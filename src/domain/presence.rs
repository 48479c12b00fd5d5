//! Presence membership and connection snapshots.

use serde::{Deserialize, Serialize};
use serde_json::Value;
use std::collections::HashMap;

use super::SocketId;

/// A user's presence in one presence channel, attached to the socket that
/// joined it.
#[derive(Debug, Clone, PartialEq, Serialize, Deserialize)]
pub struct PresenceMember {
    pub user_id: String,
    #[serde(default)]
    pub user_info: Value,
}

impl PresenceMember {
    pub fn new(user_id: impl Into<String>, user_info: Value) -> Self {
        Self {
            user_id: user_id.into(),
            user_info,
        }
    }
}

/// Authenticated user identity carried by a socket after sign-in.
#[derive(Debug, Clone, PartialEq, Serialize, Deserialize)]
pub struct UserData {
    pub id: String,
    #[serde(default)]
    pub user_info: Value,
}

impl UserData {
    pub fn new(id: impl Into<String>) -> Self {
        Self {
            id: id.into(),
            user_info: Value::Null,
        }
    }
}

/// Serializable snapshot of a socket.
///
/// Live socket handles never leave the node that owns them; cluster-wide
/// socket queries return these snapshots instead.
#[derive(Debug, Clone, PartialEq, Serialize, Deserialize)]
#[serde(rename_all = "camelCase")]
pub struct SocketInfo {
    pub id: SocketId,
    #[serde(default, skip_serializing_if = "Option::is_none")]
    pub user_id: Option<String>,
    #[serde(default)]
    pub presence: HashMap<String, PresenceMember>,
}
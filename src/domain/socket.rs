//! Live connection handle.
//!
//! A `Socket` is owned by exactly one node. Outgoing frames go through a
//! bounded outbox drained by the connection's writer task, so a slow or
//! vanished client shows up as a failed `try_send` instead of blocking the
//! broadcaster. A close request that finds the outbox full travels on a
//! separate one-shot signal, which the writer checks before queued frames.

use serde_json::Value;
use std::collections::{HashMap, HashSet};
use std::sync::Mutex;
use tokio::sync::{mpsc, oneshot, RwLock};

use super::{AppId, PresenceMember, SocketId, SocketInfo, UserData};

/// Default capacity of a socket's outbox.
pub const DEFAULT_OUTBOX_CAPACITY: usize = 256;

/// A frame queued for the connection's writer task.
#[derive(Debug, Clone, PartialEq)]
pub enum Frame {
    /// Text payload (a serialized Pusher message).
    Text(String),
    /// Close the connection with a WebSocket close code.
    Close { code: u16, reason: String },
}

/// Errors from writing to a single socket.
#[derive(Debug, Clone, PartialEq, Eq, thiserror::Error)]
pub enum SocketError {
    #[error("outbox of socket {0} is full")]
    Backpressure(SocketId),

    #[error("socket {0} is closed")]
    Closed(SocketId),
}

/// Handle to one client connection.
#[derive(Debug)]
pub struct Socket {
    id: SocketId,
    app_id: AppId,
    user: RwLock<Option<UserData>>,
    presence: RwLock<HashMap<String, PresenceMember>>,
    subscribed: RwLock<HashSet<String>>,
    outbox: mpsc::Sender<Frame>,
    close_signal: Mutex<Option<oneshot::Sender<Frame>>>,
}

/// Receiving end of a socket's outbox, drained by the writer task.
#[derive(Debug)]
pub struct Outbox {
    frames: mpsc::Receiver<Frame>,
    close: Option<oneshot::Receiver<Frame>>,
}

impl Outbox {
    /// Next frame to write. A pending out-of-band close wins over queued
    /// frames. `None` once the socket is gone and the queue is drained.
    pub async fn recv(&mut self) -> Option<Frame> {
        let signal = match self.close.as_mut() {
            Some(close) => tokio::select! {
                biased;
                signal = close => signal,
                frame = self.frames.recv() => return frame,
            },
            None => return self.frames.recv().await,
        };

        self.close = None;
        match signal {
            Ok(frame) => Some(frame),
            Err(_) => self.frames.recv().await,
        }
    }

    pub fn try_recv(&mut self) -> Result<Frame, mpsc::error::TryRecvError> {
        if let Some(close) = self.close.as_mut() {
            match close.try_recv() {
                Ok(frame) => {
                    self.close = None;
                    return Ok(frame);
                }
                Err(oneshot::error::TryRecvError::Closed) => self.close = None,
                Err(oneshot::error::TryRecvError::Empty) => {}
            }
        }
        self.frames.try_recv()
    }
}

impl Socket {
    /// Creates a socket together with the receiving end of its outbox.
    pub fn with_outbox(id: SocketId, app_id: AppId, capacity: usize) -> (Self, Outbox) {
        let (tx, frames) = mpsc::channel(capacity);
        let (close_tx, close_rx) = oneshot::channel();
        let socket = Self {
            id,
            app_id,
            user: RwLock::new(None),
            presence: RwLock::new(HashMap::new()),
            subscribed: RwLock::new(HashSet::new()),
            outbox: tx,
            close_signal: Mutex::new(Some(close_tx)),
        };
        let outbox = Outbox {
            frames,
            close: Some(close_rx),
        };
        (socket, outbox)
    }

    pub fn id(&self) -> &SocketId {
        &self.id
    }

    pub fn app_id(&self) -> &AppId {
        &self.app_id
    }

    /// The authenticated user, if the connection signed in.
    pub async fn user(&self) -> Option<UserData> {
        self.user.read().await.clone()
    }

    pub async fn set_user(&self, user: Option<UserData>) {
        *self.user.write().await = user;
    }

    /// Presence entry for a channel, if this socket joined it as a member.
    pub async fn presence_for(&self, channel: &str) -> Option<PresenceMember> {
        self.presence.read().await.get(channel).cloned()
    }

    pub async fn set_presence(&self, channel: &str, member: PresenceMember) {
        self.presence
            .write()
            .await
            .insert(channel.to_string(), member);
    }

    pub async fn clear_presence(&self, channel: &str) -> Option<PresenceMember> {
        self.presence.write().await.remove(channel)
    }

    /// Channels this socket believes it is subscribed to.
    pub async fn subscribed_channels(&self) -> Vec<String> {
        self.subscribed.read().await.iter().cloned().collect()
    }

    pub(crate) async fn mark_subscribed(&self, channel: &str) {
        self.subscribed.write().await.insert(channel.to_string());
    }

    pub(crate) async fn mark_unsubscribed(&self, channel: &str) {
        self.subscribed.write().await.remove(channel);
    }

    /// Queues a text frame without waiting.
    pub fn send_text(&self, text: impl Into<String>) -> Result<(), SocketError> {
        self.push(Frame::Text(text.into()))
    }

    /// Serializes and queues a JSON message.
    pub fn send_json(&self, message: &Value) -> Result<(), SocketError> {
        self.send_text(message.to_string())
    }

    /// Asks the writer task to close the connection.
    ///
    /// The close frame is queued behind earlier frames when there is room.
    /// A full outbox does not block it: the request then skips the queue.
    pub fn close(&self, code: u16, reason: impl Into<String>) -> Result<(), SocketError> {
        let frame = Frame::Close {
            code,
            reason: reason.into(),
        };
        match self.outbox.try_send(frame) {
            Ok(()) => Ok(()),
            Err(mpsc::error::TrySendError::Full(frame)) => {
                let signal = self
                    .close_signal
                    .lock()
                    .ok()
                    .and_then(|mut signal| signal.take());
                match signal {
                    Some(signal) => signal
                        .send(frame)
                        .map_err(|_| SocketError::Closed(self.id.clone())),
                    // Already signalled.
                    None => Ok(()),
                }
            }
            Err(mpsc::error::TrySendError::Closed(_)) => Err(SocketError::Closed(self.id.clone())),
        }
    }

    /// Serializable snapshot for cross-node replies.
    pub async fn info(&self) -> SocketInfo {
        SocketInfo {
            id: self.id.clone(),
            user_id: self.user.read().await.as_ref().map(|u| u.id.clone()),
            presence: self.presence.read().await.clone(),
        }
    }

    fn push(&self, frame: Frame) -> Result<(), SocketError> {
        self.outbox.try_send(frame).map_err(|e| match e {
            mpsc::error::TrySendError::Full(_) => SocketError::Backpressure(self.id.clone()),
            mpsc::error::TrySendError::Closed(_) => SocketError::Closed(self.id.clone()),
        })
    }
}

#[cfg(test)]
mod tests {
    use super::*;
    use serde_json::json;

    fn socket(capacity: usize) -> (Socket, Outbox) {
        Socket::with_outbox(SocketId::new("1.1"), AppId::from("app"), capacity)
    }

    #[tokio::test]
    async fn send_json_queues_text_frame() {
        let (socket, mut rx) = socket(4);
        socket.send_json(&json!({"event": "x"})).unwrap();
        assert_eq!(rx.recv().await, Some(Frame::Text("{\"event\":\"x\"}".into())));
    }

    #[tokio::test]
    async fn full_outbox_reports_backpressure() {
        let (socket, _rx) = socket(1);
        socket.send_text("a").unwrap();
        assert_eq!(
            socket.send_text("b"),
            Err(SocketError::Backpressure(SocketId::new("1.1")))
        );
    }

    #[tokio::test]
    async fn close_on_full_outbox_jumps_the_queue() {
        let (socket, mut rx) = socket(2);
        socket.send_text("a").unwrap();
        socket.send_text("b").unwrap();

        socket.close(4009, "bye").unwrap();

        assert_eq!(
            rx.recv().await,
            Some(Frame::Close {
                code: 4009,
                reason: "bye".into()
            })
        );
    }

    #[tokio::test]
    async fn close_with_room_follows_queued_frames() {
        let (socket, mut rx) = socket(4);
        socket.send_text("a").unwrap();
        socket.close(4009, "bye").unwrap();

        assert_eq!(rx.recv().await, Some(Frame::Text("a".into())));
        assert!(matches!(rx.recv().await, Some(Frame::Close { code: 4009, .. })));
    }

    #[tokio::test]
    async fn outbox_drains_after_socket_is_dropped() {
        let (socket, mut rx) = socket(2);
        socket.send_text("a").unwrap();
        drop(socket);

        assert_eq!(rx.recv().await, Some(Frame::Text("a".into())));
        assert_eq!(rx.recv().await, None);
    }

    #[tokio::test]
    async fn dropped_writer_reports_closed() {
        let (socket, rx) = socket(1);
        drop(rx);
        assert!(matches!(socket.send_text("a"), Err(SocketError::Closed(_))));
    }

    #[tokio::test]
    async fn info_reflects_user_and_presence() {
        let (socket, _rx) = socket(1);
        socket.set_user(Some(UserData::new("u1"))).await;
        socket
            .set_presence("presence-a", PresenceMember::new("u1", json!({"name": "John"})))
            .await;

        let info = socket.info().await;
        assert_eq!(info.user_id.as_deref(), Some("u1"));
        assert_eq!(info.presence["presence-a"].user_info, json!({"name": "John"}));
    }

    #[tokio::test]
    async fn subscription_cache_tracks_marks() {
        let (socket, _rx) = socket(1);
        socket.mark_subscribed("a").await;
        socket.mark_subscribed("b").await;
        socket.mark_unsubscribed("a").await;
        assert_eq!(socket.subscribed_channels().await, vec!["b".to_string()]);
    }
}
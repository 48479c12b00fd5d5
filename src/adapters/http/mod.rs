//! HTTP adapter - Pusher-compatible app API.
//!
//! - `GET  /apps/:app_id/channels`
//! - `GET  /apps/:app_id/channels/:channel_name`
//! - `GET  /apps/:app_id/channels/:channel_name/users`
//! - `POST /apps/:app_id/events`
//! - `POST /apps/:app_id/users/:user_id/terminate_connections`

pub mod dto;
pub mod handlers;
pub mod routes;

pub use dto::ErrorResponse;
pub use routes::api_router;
· · · · ·
▸ **Problem**
In the listing above, find the line containing "use std::sync::Mutex;" and the line containing "WebSocket close code.", then repeat those two lines and everything between them exactly.

▸ **Answer section**
use std::sync::Mutex;
use tokio::sync::{mpsc, oneshot, RwLock};

use super::{AppId, PresenceMember, SocketId, SocketInfo, UserData};

/// Default capacity of a socket's outbox.
pub const DEFAULT_OUTBOX_CAPACITY: usize = 256;

/// A frame queued for the connection's writer task.
#[derive(Debug, Clone, PartialEq)]
pub enum Frame {
    /// Text payload (a serialized Pusher message).
    Text(String),
    /// Close the connection with a WebSocket close code.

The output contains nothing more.